As part of this migration, Interlog started using groov View®, an Opto 22 web-based visualization tool that runs directly on the EPIC controller. groov View enables authorized CVE operators to access live plant data locally or from any device with a web browser, like mobile phones and tablets, without additional servers or software.
The transition from SNAP PAC to groov EPIC was smooth. “Because groov EPIC supports the same control platform and communication protocols as SNAP PAC, we didn’t have to rewrite our programs or retrain staff,” says Flores.
The added processing power and modern interface tools of the EPIC, including the built-in touchscreen and the groov Manage™ browser-based configuration, help simplify commissioning.
EPIC supports the same protocols as SNAP PAC, like Modbus/TCP and DNP3, but also adds modern IIoT protocols like OPC UA®, MQTT Sparkplug® B, and a REST API.
A key advantage of the groov EPIC system is its built-in security. With a configurable firewall, VPN, secure remote access, and LDAP integration, groov EPIC allowed CVE to simplify their architecture while strengthening their overall cybersecurity posture.
groov EPIC also runs Ignition Edge® onboard, a lightweight version of the Inductive Automation® Ignition® SCADA platform, which unlocks the potential for future enhancements, like centralized SCADA, without changing the field-level systems.

CVE Chile upgraded the control panels with the Opto 22 groov EPIC system.

The groov EPIC system architecture that gets monitoring data from Chile to France
Reliable Performance and Impact
The original control systems at CVE solar sites operated in silos, each running independently with no centralized monitoring. If a system failed or lost data, operators often didn’t know until much later, delaying responses and risking downtime. Interlog’s solution changed that by providing stable, continuous monitoring and centralized data access, giving CVE operators the real-time data needed to keep plants running smoothly.

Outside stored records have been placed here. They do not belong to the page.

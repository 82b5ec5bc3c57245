use std::collections::HashSet;

use cvm_estimator::{Accuracy, DistinctCounter};
use rand::Rng;

/// Stream sizes are divided by `N` (if defined) to keep runs short.
fn scale() -> usize {
    std::env::var("N")
        .ok()
        .and_then(|v| v.parse().ok())
        .filter(|&n: &usize| n > 0)
        .unwrap_or(1)
}

/// Uniform values in `[0, max]`, both ends inclusive
fn random_stream(size: usize, max: u64) -> Vec<u64> {
    println!("Data init, random range [0, {})", max);
    let mut rng = rand::thread_rng();
    (0..size).map(|_| rng.gen_range(0..=max)).collect()
}

fn report(data: &[u64], estimate: usize) {
    println!("Approximate number of distinct elements: {}", estimate);
    println!("Creating exact set...");
    let exact = data.iter().collect::<HashSet<_>>().len();
    println!("Actual number of distinct elements: {}", exact);
    let diff = estimate.abs_diff(exact);
    let error = if exact == 0 {
        0.0
    } else {
        diff as f64 / exact as f64 * 100.0
    };
    println!("Diff: {}\nError: {}%\n", diff, error);
}

fn run(size: usize, max: u64) {
    let data = random_stream(size, max);
    let accuracy = Accuracy::default();
    println!("Data init done... Counting...");
    let summary = DistinctCounter::with_accuracy(accuracy).run(data.iter(), data.len());
    println!(
        "Calculated threshold given epsilon = {} and delta = {}: {}",
        accuracy.epsilon(),
        accuracy.delta(),
        summary.capacity
    );
    println!("Number of random erasures: {}", summary.eviction_rounds);
    report(&data, summary.estimate);
}

fn run_constrained(size: usize, max: u64, capacity: usize) {
    let data = random_stream(size, max);
    println!(
        "Data init done... Counting with constrained memory to {} elements...",
        capacity
    );
    let summary = DistinctCounter::with_capacity(capacity).run(data.iter(), data.len());
    println!("Really using: {}", summary.capacity);
    println!("Number of random erasures: {}", summary.eviction_rounds);
    report(&data, summary.estimate);
}

fn main() {
    let n = scale();
    let million = 1_000_000 / n;
    let ten_million = 10_000_000 / n;

    run(million, 1_000_000);
    run(ten_million, 1_000_000);
    run_constrained(million, 1_000_000, 1_000);
    run_constrained(ten_million, 10_000_000, 1_000);
    run_constrained(million, 1_000_000, 10_000);
    run_constrained(ten_million, 10_000_000, 10_000);
    run_constrained(ten_million, 1, 10_000);
}

#[cfg(test)]
mod tests {
    use super::*;

    #[test]
    fn test_random_stream_includes_max() {
        let data = random_stream(1_000, 1);
        let distinct = data.iter().collect::<HashSet<_>>();
        assert_eq!(distinct, HashSet::from([&0, &1]));
    }
}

Measuring exact impact is difficult because of the fleet’s size and complexity, but the system’s reliability has become essential to CVE’s operation. As Rodrigo Flores says, “When your data is trustworthy, you spend less time fixing problems and more time optimizing performance.”

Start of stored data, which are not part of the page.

#[global_allocator]
static ALLOC: dhat::Alloc = dhat::Alloc;

use std::collections::HashSet;

use criterion::measurement::WallTime;
use criterion::{
    black_box, criterion_group, criterion_main, BenchmarkGroup, BenchmarkId, Criterion, Throughput,
};
use cvm_estimator::{Accuracy, DistinctCounter};
use pprof::criterion::{Output, PProfProfiler};
use rand::rngs::StdRng;
use rand::{Rng, SeedableRng};
use tabled::settings::{Settings, Style};
use tabled::{Table, Tabled};

/// Streams are benchmarked with lengths ranging from 1000 to `DEFAULT_MAX_LEN` or environment
/// variable `N` (if defined), multiplied by 10 with every iteration.
const DEFAULT_MAX_LEN: usize = 1_000_000;
/// Fixed sketch capacities benchmarked next to the accuracy-derived one.
const CAPACITIES: [usize; 2] = [1_000, 10_000];

criterion_group! {
    name = benches;
    config = Criterion::default().with_profiler(PProfProfiler::new(100, Output::Protobuf));
    targets = benchmark
}
criterion_main!(benches);

fn benchmark(c: &mut Criterion) {
    let bench_results_path = std::env::var("BENCH_RESULTS_PATH").unwrap();
    let max_len = std::env::var("N")
        .ok()
        .and_then(|v| v.parse().ok())
        .unwrap_or(DEFAULT_MAX_LEN);

    let lengths: Vec<usize> = (0..)
        .map(|e| 1_000 * 10usize.pow(e))
        .take_while(|&n| n <= max_len)
        .collect();

    let mut group = c.benchmark_group("count");
    for &len in &lengths {
        let data = random_stream(len, 12345);
        group.throughput(Throughput::Elements(len as u64));
        for budget in budgets() {
            bench_count(&mut group, &data, budget);
        }
    }
    group.finish();

    let results: Vec<StatRecord> = lengths
        .iter()
        .map(|&len| {
            let data = random_stream(len, 12345);
            let exact = data.iter().collect::<HashSet<_>>().len();
            StatRecord {
                stream_len: len,
                distinct: exact,
                accuracy_default: measure_error(&data, exact, Budget::Accuracy),
                capacity_1000: measure_error(&data, exact, Budget::Capacity(CAPACITIES[0])),
                capacity_10000: measure_error(&data, exact, Budget::Capacity(CAPACITIES[1])),
            }
        })
        .collect();

    let table_config = Settings::default().with(Style::markdown());
    std::fs::write(
        format!("{}/relative_error.md", bench_results_path),
        Table::new(results).with(table_config).to_string(),
    )
    .unwrap();

    let results: Vec<StatRecord> = lengths
        .iter()
        .map(|&len| {
            let data = random_stream(len, 12345);
            StatRecord {
                stream_len: len,
                distinct: data.iter().collect::<HashSet<_>>().len(),
                accuracy_default: measure_allocations(&data, Budget::Accuracy),
                capacity_1000: measure_allocations(&data, Budget::Capacity(CAPACITIES[0])),
                capacity_10000: measure_allocations(&data, Budget::Capacity(CAPACITIES[1])),
            }
        })
        .collect();

    let table_config = Settings::default().with(Style::markdown());
    std::fs::write(
        format!("{}/memory_usage.md", bench_results_path),
        Table::new(results).with(table_config).to_string(),
    )
    .unwrap();
}

#[derive(Clone, Copy)]
enum Budget {
    Accuracy,
    Capacity(usize),
}

impl Budget {
    fn counter(self) -> DistinctCounter {
        match self {
            Budget::Accuracy => DistinctCounter::with_accuracy(Accuracy::default()),
            Budget::Capacity(capacity) => DistinctCounter::with_capacity(capacity),
        }
    }

    fn name(self) -> String {
        match self {
            Budget::Accuracy => "accuracy-default".to_string(),
            Budget::Capacity(capacity) => format!("capacity-{}", capacity),
        }
    }
}

fn budgets() -> impl Iterator<Item = Budget> {
    std::iter::once(Budget::Accuracy).chain(CAPACITIES.into_iter().map(Budget::Capacity))
}

fn random_stream(len: usize, seed: u64) -> Vec<u64> {
    let mut rng = StdRng::seed_from_u64(seed);
    (0..len).map(|_| rng.gen_range(0..len as u64)).collect()
}

fn bench_count(group: &mut BenchmarkGroup<WallTime>, data: &[u64], budget: Budget) {
    group.bench_with_input(
        BenchmarkId::new(budget.name(), data.len()),
        &data,
        |b, data| {
            b.iter(|| {
                budget
                    .counter()
                    .seed(42)
                    .count(black_box(data.iter()), data.len())
            });
        },
    );
}

fn measure_allocations(data: &[u64], budget: Budget) -> String {
    let _profiler = dhat::Profiler::builder().testing().build();
    let summary = budget.counter().seed(42).run(data.iter(), data.len());
    let stats = dhat::HeapStats::get();
    format!("{} / {} / {}", summary.capacity, stats.max_bytes, stats.total_blocks)
}

fn measure_error(data: &[u64], exact: usize, budget: Budget) -> String {
    let n = 20;
    let mut total_relative_error: f64 = 0.0;
    for seed in 0..n {
        let estimate = budget.counter().seed(seed).count(data.iter(), data.len());
        let relative_error = if exact == 0 {
            0.0
        } else {
            (estimate as f64 - exact as f64).abs() / exact as f64
        };
        total_relative_error += relative_error;
    }
    let avg_relative_error = total_relative_error / (n as f64);

    if avg_relative_error < 1.0 {
        format!("{:.4}", avg_relative_error)
    } else {
        format!("{:.2e}", avg_relative_error)
    }
}

#[derive(Tabled)]
struct StatRecord {
    stream_len: usize,
    distinct: usize,
    accuracy_default: String,
    capacity_1000: String,
    capacity_10000: String,
}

An operator dashboard built in groov View shows multiple data points of the power plant.
Looking Ahead
CVE continues to expand its solar fleet in Chile, and every new project now includes
groov hardware as a core part of the design. SNAP PAC controllers remain in service and continue to perform reliably, but CVE’s long-term plan is to standardize on
groov EPIC as sites grow and evolve.
Long term, there are plans underway to move from local visualization with
groov View to a fully centralized Ignition SCADA system, giving CVE management a single view of live and historical performance data across all sites.
Interlog’s approach gave CVE something the early systems lacked: consistency. By standardizing CVE’s hardware, protocols, and practices, they turned a patchwork of sites into a unified fleet. Combined with Opto 22’s long-standing commitment to backward-compatible design, CVE now has faster troubleshooting, smoother operations, and the confidence that every plant will perform as expected—today and well into the future.
As Rodrigo Flores puts it, “When you build with consistency, you build systems that last.”
About CVE Chile
CVE (Changing Visions of Energy) Chile is part of the France-based CVE Group, an independent renewable energy producer specializing in solar power, biogas, and green hydrogen. Since 2016, CVE Chile has been actively developing its solar market and building larger-scale power plants to meet growing energy demand. They can sell the energy produced directly to large industrial consumers, offering economic stability and a relationship of trust with local partners.